また、過去数十年の間に、アイドルは松田聖子型からAKB48型へ、漫画のヒーローは「あしたのジョー」型から「ONE PIECE」型へ変わった、つまり、どちらもソロ型からグループ型へ変わったことを指摘し、それは、世の中が責任分散・リスクヘッジを好む風潮に変わったからだと分析しているのは、非常に面白いと思った。
著者は、実に様々な体験をしてきた(これについては『国境のない生き方』に詳しい)ことにより、現在のような考えに至ったのであるし、その著者の感じ方・考え方の全てが正解であるわけでもない。が、一つだけ間違いがないのは、本書のような本を読んで、全てを鵜呑みにするのではなく、自分なりに考えることの大切さであり、著者はそのことをこそ強調しているのだ。
3年に亘るコロナ禍を無駄にしないためにも、自分なりに「たちどまって考える」ためのヒントにしたい一冊である。
(2023年3月了)
Posted by ブクログ
「テルマエ・ロマエ」の原作者という知識だけはあったヤマザキマリさんの本を初めて読みました。
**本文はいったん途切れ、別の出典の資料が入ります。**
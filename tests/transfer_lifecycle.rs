//! End-to-end transfer flows against the in-memory fakes
//!
//! Every test builds its own [`Wormhole`] context, so the fakes never share
//! state between tests.

use std::sync::Arc;
use std::time::Duration;

use alloy_primitives::{keccak256, Bytes, U256};
use vaa_rs::layout::{field, Item, Layout};
use vaa_rs::protocol::circle::{BurnMessage, CircleMessage, DomainId};
use vaa_rs::protocol::token_bridge;
use vaa_rs::testing::{
    FakeChainContext, FakeCircleAttestationProvider, FakeCircleBridge, FakeClock, FakeResponse,
    FakeSigner, FakeTokenBridge, FakeVaaProvider,
};
use vaa_rs::traits::ChainContext;
use vaa_rs::transfer::TokenAddress;
use vaa_rs::{
    payload_registry, AttestationId, Chain, ChainAddress, CircleTransfer, PayloadLiteral,
    PayloadRegistry, PayloadSchema, TokenTransfer, TransactionId, TransferDetails, TransferState,
    UniversalAddress, Vaa, VaaError, Value, Wormhole, WormholeMessageId, WormholeTransfer,
};

const TOKEN: UniversalAddress = UniversalAddress::new([0xaa; 32]);
const SENDER: UniversalAddress = UniversalAddress::new([0x01; 32]);
const RECIPIENT: UniversalAddress = UniversalAddress::new([0x02; 32]);

struct Setup {
    wormhole: Arc<Wormhole>,
    vaas: FakeVaaProvider,
    iris: FakeCircleAttestationProvider,
    clock: FakeClock,
    ethereum: FakeChainContext,
    solana: FakeChainContext,
    base: FakeChainContext,
}

fn setup() -> Setup {
    let vaas = FakeVaaProvider::new();
    let iris = FakeCircleAttestationProvider::new();
    let clock = FakeClock::new();
    let ethereum = FakeChainContext::new(Chain::Ethereum)
        .with_token_bridge(FakeTokenBridge::new(Chain::Ethereum))
        .with_circle_bridge(FakeCircleBridge::new(Chain::Ethereum));
    let solana =
        FakeChainContext::new(Chain::Solana).with_token_bridge(FakeTokenBridge::new(Chain::Solana));
    let base =
        FakeChainContext::new(Chain::Base).with_circle_bridge(FakeCircleBridge::new(Chain::Base));

    let wormhole = Wormhole::builder()
        .chains(vec![
            Arc::new(ethereum.clone()) as Arc<dyn ChainContext>,
            Arc::new(solana.clone()),
            Arc::new(base.clone()),
        ])
        .vaa_provider(Arc::new(vaas.clone()))
        .circle_attestation_provider(Arc::new(iris.clone()))
        .clock(Arc::new(clock.clone()))
        .build();

    Setup {
        wormhole: Arc::new(wormhole),
        vaas,
        iris,
        clock,
        ethereum,
        solana,
        base,
    }
}

fn message_id(sequence: u64) -> WormholeMessageId {
    WormholeMessageId {
        chain: Chain::Ethereum,
        emitter: UniversalAddress::new([0xee; 32]),
        sequence,
    }
}

fn token_details() -> TransferDetails {
    TransferDetails::builder()
        .token(TokenAddress::Token(TOKEN))
        .amount(U256::from(5_000u64))
        .from(ChainAddress::new(Chain::Ethereum, SENDER))
        .to(ChainAddress::new(Chain::Solana, RECIPIENT))
        .build()
}

fn transfer_vaa(id: WormholeMessageId) -> Bytes {
    let payload = Value::object([
        (
            "token",
            Value::object([
                ("amount", Value::from(U256::from(5_000u64))),
                ("address", Value::Address(TOKEN)),
                ("chain", Value::Chain(Chain::Ethereum)),
            ]),
        ),
        (
            "to",
            Value::object([
                ("address", Value::Address(RECIPIENT)),
                ("chain", Value::Chain(Chain::Solana)),
            ]),
        ),
        ("fee", Value::from(U256::ZERO)),
    ]);
    Vaa::create()
        .payload_literal(token_bridge::literal(token_bridge::TRANSFER))
        .payload(payload)
        .emitter_chain(id.chain)
        .emitter_address(id.emitter)
        .sequence(id.sequence)
        .timestamp(1_700_000_000)
        .build()
        .unwrap()
        .serialize()
        .unwrap()
        .into()
}

fn circle_message(nonce: u64) -> Bytes {
    CircleMessage {
        source_domain: DomainId::Ethereum,
        destination_domain: DomainId::Base,
        nonce,
        sender: UniversalAddress::new([0x11; 32]),
        recipient: UniversalAddress::new([0x22; 32]),
        destination_caller: UniversalAddress::ZERO,
        payload: BurnMessage {
            burn_token: TOKEN,
            mint_recipient: RECIPIENT,
            amount: U256::from(1_000_000u64),
            message_sender: SENDER,
        },
    }
    .serialize()
    .unwrap()
    .into()
}

#[tokio::test]
async fn test_token_transfer_waits_for_guardians() {
    let s = setup();
    s.ethereum.emit_messages(vec![message_id(42)]);
    s.vaas
        .add_pending_then_ready(message_id(42), 2, transfer_vaa(message_id(42)));

    let mut transfer = TokenTransfer::new(s.wormhole.clone(), token_details()).unwrap();
    let source = FakeSigner::new(Chain::Ethereum);
    transfer.initiate_transfer(&source).await.unwrap();

    // approval and transfer go out together
    let batches = source.batches();
    assert_eq!(batches.len(), 1);
    let labels: Vec<&str> = batches[0].iter().map(|tx| tx.description.as_str()).collect();
    assert_eq!(labels, vec!["ERC20.approve", "TokenBridge.transferTokens"]);

    let ids = transfer.fetch_attestation(None).await.unwrap();
    assert_eq!(ids, vec![AttestationId::Wormhole(message_id(42))]);
    assert_eq!(transfer.state(), TransferState::Attested);
    assert_eq!(s.vaas.call_count(&message_id(42)), 3);
    assert_eq!(
        s.clock.sleep_log(),
        vec![Duration::from_secs(2), Duration::from_secs(4)]
    );

    let destination = FakeSigner::new(Chain::Solana);
    transfer.complete_transfer(&destination).await.unwrap();
    assert_eq!(transfer.state(), TransferState::Completed);

    let redeemed = s.solana.token_bridge_fake().unwrap().redeemed();
    assert_eq!(redeemed.len(), 1);
    assert_eq!(redeemed[0].id(), message_id(42));
}

#[tokio::test]
async fn test_rate_limit_waits_for_retry_after() {
    let s = setup();
    s.ethereum.emit_messages(vec![message_id(1)]);
    s.vaas.add_response_sequence(
        message_id(1),
        vec![
            FakeResponse::RateLimited {
                retry_after_seconds: 30,
            },
            FakeResponse::Ready(transfer_vaa(message_id(1))),
        ],
    );

    let mut transfer = TokenTransfer::new(s.wormhole.clone(), token_details()).unwrap();
    transfer
        .initiate_transfer(&FakeSigner::new(Chain::Ethereum))
        .await
        .unwrap();
    transfer.fetch_attestation(None).await.unwrap();

    assert_eq!(s.clock.sleep_log(), vec![Duration::from_secs(30)]);
}

#[tokio::test]
async fn test_timeout_leaves_transfer_initiated() {
    let s = setup();
    s.ethereum.emit_messages(vec![message_id(7)]);

    let mut transfer = TokenTransfer::new(s.wormhole.clone(), token_details()).unwrap();
    transfer
        .initiate_transfer(&FakeSigner::new(Chain::Ethereum))
        .await
        .unwrap();

    // 2s then 4s of backoff; the second wait would end past the deadline
    let err = transfer
        .fetch_attestation(Some(Duration::from_secs(5)))
        .await
        .unwrap_err();
    assert!(matches!(err, VaaError::AttestationTimeout { attempts: 2 }), "{err}");
    assert_eq!(transfer.state(), TransferState::Initiated);
    assert_eq!(s.clock.sleep_log(), vec![Duration::from_secs(2)]);

    // the VAA shows up later and the same transfer picks it up
    s.vaas.add_vaa(message_id(7), transfer_vaa(message_id(7)));
    transfer.fetch_attestation(None).await.unwrap();
    assert_eq!(transfer.state(), TransferState::Attested);
}

#[tokio::test]
async fn test_context_cancellation_stops_polling() {
    let s = setup();
    s.ethereum.emit_messages(vec![message_id(3)]);

    let mut transfer = TokenTransfer::new(s.wormhole.clone(), token_details()).unwrap();
    transfer
        .initiate_transfer(&FakeSigner::new(Chain::Ethereum))
        .await
        .unwrap();

    s.wormhole.cancellation_token().cancel();
    let err = transfer.fetch_attestation(None).await.unwrap_err();
    assert!(matches!(err, VaaError::Cancelled));
    assert_eq!(s.vaas.call_count(&message_id(3)), 0);
    assert_eq!(transfer.state(), TransferState::Initiated);
}

#[tokio::test]
async fn test_resume_from_source_transaction() {
    let s = setup();
    s.ethereum.add_transaction("0xfeed", vec![message_id(9)]);
    s.vaas.add_vaa(message_id(9), transfer_vaa(message_id(9)));

    let txid = TransactionId::new(Chain::Ethereum, "0xfeed");
    let mut transfer = TokenTransfer::from_transaction(s.wormhole.clone(), txid, None)
        .await
        .unwrap();
    assert_eq!(transfer.state(), TransferState::Attested);
    assert_eq!(transfer.details().to(), ChainAddress::new(Chain::Solana, RECIPIENT));
    assert_eq!(transfer.details().amount(), U256::from(5_000u64));

    transfer
        .complete_transfer(&FakeSigner::new(Chain::Solana))
        .await
        .unwrap();
    assert_eq!(transfer.state(), TransferState::Completed);
}

#[tokio::test]
async fn test_manual_circle_transfer() {
    let s = setup();
    let message = circle_message(11);
    let hash = keccak256(&message);
    s.ethereum.emit_circle_messages(vec![message.clone()]);
    s.iris.add_response_sequence(
        hash,
        vec![
            FakeResponse::Pending,
            FakeResponse::Pending,
            FakeResponse::Ready(Bytes::from_static(&[0xab; 65])),
        ],
    );

    let details = TransferDetails::builder()
        .token(TokenAddress::Token(TOKEN))
        .amount(U256::from(1_000_000u64))
        .from(ChainAddress::new(Chain::Ethereum, SENDER))
        .to(ChainAddress::new(Chain::Base, RECIPIENT))
        .build();
    let mut transfer = CircleTransfer::new(s.wormhole.clone(), details).unwrap();

    transfer
        .initiate_transfer(&FakeSigner::new(Chain::Ethereum))
        .await
        .unwrap();
    assert_eq!(transfer.attestation_ids(), vec![AttestationId::Circle(hash)]);

    transfer.fetch_attestation(None).await.unwrap();
    // Circle polling waits a minute between attempts
    assert_eq!(
        s.clock.sleep_log(),
        vec![Duration::from_secs(60), Duration::from_secs(60)]
    );

    transfer
        .complete_transfer(&FakeSigner::new(Chain::Base))
        .await
        .unwrap();
    assert_eq!(transfer.state(), TransferState::Completed);
    assert_eq!(
        s.base.circle_bridge_fake().unwrap().redeemed(),
        vec![(message, Bytes::from_static(&[0xab; 65]))]
    );
}

#[tokio::test]
async fn test_private_registry_is_isolated() {
    let vaas = FakeVaaProvider::new();
    let registry = PayloadRegistry::new();
    let ping = PayloadLiteral::new("Demo", "Ping");
    registry
        .register(
            ping.clone(),
            PayloadSchema::Layout(Layout::new(vec![
                field("id", Item::uint(1).fixed(0x2au8)),
                field("value", Item::uint(1)),
            ])),
        )
        .unwrap();
    let wormhole = Wormhole::builder()
        .vaa_provider(Arc::new(vaas.clone()))
        .clock(Arc::new(FakeClock::new()))
        .registry(Arc::new(registry))
        .build();

    // the bytes are built as a raw payload; only the private registry knows `Demo:Ping`
    let id = message_id(5);
    let bytes: Bytes = Vaa::create()
        .payload_literal(PayloadLiteral::bare("Uint8Array"))
        .payload(Value::Bytes(vec![0x2a, 0x07]))
        .emitter_chain(id.chain)
        .emitter_address(id.emitter)
        .sequence(id.sequence)
        .build()
        .unwrap()
        .serialize()
        .unwrap()
        .into();
    vaas.add_vaa(id, bytes.clone());

    let vaa = wormhole.get_vaa(&id, ping.clone(), None).await.unwrap();
    assert_eq!(vaa.payload().u64_field("value").unwrap(), 7);
    assert!(vaa.payload().get("id").is_none());

    assert!(!payload_registry().contains(&ping));
    let err = Vaa::deserialize(ping, &bytes).unwrap_err();
    assert!(matches!(err, VaaError::PayloadNotRegistered { .. }));
}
コロナの第1波の最中に書かれたもので、今読むともうだいぶ前のことのような印象です。
共感する部分とそうでない部分が半々ぐらい。
「イタリアの人たちは…」
「日本人は…」
経験に基づくものでしょうが、そんな人ばかりじゃないんじゃない?と思うものも。
強く意見を言う人も、言わない人も、どっちもいていいと、私は思います。
イタリアに以前から中国企業が進出していて、2020年8月の新聞記事に、ミラノの住民登録簿でイタリア姓を中国姓が上回ったと書かれていたことには驚きました。
次の『歩きながら考える』も読んでみたい。
Posted by ブクログ
パンデミックについて、イタリアでの受け止められ方、日本との違い、文化的歴史的背景を踏まえ、どちらがいいとか悪いとかではなく、誠実に書かれていると思った。
人生思い通りにいかないのがデフォルト。
不条理なことあるある。
それらを全部取り除こうとしたら、人間は脆弱になる。
学校や会社、社会がどんどん丁寧になって説明しつくされて、それでもやってくる不条理を私たちは受け止め切れるのかな。
日本人が失敗してはいけないメンタルだというのもわかるし、世間体優位は納得だけど、自分の子がいじめられて帰ってきたら大多数の親が「どうしていじめられるようなことをしたの」と聞く、というのはホントか?と思った。そんな聞き方しないけどなー、最後が決めつけっぽくて残念。
Posted by ブクログ
想像していたより堅い内容だった。コロナからイタリアの国民性、両国の政治、映画の紹介など本自体は薄いけど内容は盛りだくさん。色々考えさせられた。